**DATA FOR THE TASK**.

--------

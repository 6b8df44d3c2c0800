//! Tracing subscriber bootstrap

use tracing_subscriber::layer::SubscriberExt;
use tracing_subscriber::util::SubscriberInitExt;
use tracing_subscriber::EnvFilter;

use crate::config::LoggingConfig;

/// Install the global subscriber. `RUST_LOG` takes precedence over the
/// configured level. Later calls are no-ops.
pub fn init_tracing(config: &LoggingConfig) {
    let env_filter =
        EnvFilter::try_from_default_env().unwrap_or_else(|_| EnvFilter::new(&config.level));

    let result = match config.format.to_lowercase().as_str() {
        "json" => tracing_subscriber::registry()
            .with(env_filter)
            .with(tracing_subscriber::fmt::layer().json())
            .try_init(),
        _ => tracing_subscriber::registry()
            .with(env_filter)
            .with(tracing_subscriber::fmt::layer())
            .try_init(),
    };

    if result.is_err() {
        tracing::debug!("Tracing subscriber already installed");
    }
}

--------

**WHAT IS EXPECTED**.
Return, exactly as they stand, the lines from the start of the records above through the line with "calls are no-ops.", both ends included, and no other lines.

**OUTPUT FOR THIS EXERCISE**.
repository 6b8df44d3c2c0800
//! Tracing subscriber bootstrap

use tracing_subscriber::layer::SubscriberExt;
use tracing_subscriber::util::SubscriberInitExt;
use tracing_subscriber::EnvFilter;

use crate::config::LoggingConfig;

/// Install the global subscriber. `RUST_LOG` takes precedence over the
/// configured level. Later calls are no-ops.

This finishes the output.